But there really is no better calendaring solution that I’ve personally found in any flavor or OS than Microsoft Outlook 2007. Sure, it has its faults, as does any product of this level of complexity, but it works well and seems to suit my needs… and also allows me to quickly pull that information around to my other calendars (Work, Personal, Seryn, Holidays, Friends) and I can easily sync my Treo 680 to it to keep my various calendars fresh. I can also sync it to Google Calendar and export it to a CSV or XLS file for import into other incompatible systems.

However, the single biggest flaw that I’ve run into with Microsoft Outlook 2007 is the “Search” functionality. It is downright useless for anything other than taking up toolbar real-estate.

Granted, I’m spoiled by the power and simple flexibility of Google’s search. I’ve never, not even once, needed to go beyond Page 1 of any Google Search Results (SERPs). When I get results, I look at the quality, then tweak my search accordingly and re-submit. I don’t page through multiple pages until I see what I want.

Outlook doesn’t even correctly search all of the words you put into the search box. For example, if you received a message that included a subject of: “::trap id::820 (Server online) ...” and searched for “Server online” (without quotes), you get results that include the word “Server” and results that include the word “online”. If you use quotes (a Google thing), you get 0 results. If you search for “trap id”, you get 0 results. Well that’s just helpful.

I won’t ramble on about the multiple hundreds of other searches that I can clearly see results for in my Inbox, which Outlook quietly ignores… there are plenty. The Outlook search not only sucks, it’s flat-out broken. I don’t see Microsoft spending any time fixing this any time soon.

Enter third-party search tools to the rescue!

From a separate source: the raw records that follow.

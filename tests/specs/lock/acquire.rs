//! Lock acquisition specs
//!
//! Verify how rival holders contend for a fresh, held, or expired lock.

use crate::prelude::*;

#[tokio::test]
async fn fresh_acquire_takes_the_lock_and_stores_the_lease() {
    let store = MemoryStore::new();
    let clock = pinned_clock();
    let mut lock = lock_for(&store, &clock, "ci-1");

    lock.acquire(LEASE).await.unwrap();

    assert!(lock.is_held());
    assert_eq!(lock.expires_at(), Some(clock.now() + LEASE));

    // Any rival can read who holds the lease and until when
    let lease = stored_lease(&store).await;
    assert_eq!(lease.holder.as_deref(), Some("ci-1"));
    assert_eq!(lease.expires_at, clock.now() + LEASE);

    let observer = lock_for(&store, &clock, "ci-2");
    assert!(observer.is_locked().await.unwrap());
}

#[tokio::test]
async fn second_holder_is_refused_while_the_lease_lives() {
    let store = MemoryStore::new();
    let clock = pinned_clock();
    let mut first = lock_for(&store, &clock, "ci-1");
    let mut second = lock_for(&store, &clock, "ci-2");

    first.acquire(LEASE).await.unwrap();
    let err = second.acquire(LEASE).await.unwrap_err();

    assert!(matches!(err, LockError::AlreadyAcquired { .. }));
    assert!(!second.is_held());
    assert!(first.is_held());
    assert_eq!(stored_lease(&store).await.holder.as_deref(), Some("ci-1"));
}

#[tokio::test]
async fn expired_lease_is_taken_over() {
    let store = MemoryStore::new();
    let clock = pinned_clock();
    let mut first = lock_for(&store, &clock, "ci-1");
    let mut second = lock_for(&store, &clock, "ci-2");

    first.acquire(LEASE).await.unwrap();
    expire_lease(&clock);

    second.acquire(LEASE).await.unwrap();

    assert!(second.is_held());
    assert_eq!(stored_lease(&store).await.holder.as_deref(), Some("ci-2"));
}

#[tokio::test]
async fn takeover_disabled_leaves_the_stale_lease_in_place() {
    let store = MemoryStore::new();
    let clock = pinned_clock();
    let mut first = lock_for(&store, &clock, "ci-1");
    let mut second = LeaseLock::with_clock(
        store.clone(),
        LockConfig::new(LOCK)
            .with_holder(HolderId::new("ci-2"))
            .with_takeover(false),
        clock.clone(),
    );

    first.acquire(LEASE).await.unwrap();
    expire_lease(&clock);

    let err = second.acquire(LEASE).await.unwrap_err();

    assert!(matches!(err, LockError::AlreadyAcquired { .. }));
    assert_eq!(stored_lease(&store).await.holder.as_deref(), Some("ci-1"));
}

#[tokio::test]
async fn reacquiring_while_holding_reports_already_acquired() {
    let store = MemoryStore::new();
    let clock = pinned_clock();
    let mut lock = lock_for(&store, &clock, "ci-1");

    lock.acquire(LEASE).await.unwrap();
    let deadline = lock.expires_at();

    // The live lease refuses everyone, its own holder included
    let err = lock.acquire(LEASE).await.unwrap_err();

    assert!(matches!(err, LockError::AlreadyAcquired { .. }));
    assert!(lock.is_held());
    assert_eq!(lock.expires_at(), deadline);
}

#[tokio::test]
async fn acquire_after_clean_release_succeeds() {
    let store = MemoryStore::new();
    let clock = pinned_clock();
    let mut first = lock_for(&store, &clock, "ci-1");
    let mut second = lock_for(&store, &clock, "ci-2");

    first.acquire(LEASE).await.unwrap();
    first.release().await.unwrap();

    assert!(!second.is_locked().await.unwrap());
    second.acquire(LEASE).await.unwrap();
    assert!(second.is_held());
}

#[tokio::test]
async fn acquire_recovers_after_a_backend_outage() {
    let store = RecordingStore::new(MemoryStore::new());
    let clock = pinned_clock();
    let mut lock = LeaseLock::with_clock(
        store.clone(),
        LockConfig::new(LOCK).with_holder(HolderId::new("ci-1")),
        clock.clone(),
    );

    store.set_fail_next(StoreError::Transient("storage 503".into()));
    let err = lock.acquire(LEASE).await.unwrap_err();
    assert!(matches!(err, LockError::Backend(_)));
    assert!(!lock.is_held());

    // Nothing sticky remains; the next attempt goes through
    lock.acquire(LEASE).await.unwrap();
    assert!(lock.is_held());
}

I found this thread on a quick Google search for better search tools for Outlook. The results of that thread boiled down to two leading tools:

  1. Xobni (“Inbox” spelled backwards)
  2. Lookeen

I decided to give them both a thorough test drive and see which one would suit my needs. I pointed both of these plugins to three email accounts I have configured in Outlook 2007 on my laptop, including one that is very-much littered with attachments of every kind and variety, thousands of calendar items, meetings, and two Gmail accounts… one of them with over 300,000 separate emails in it stretching back 10 years. Believe me, these plugins are going to get a serious workout!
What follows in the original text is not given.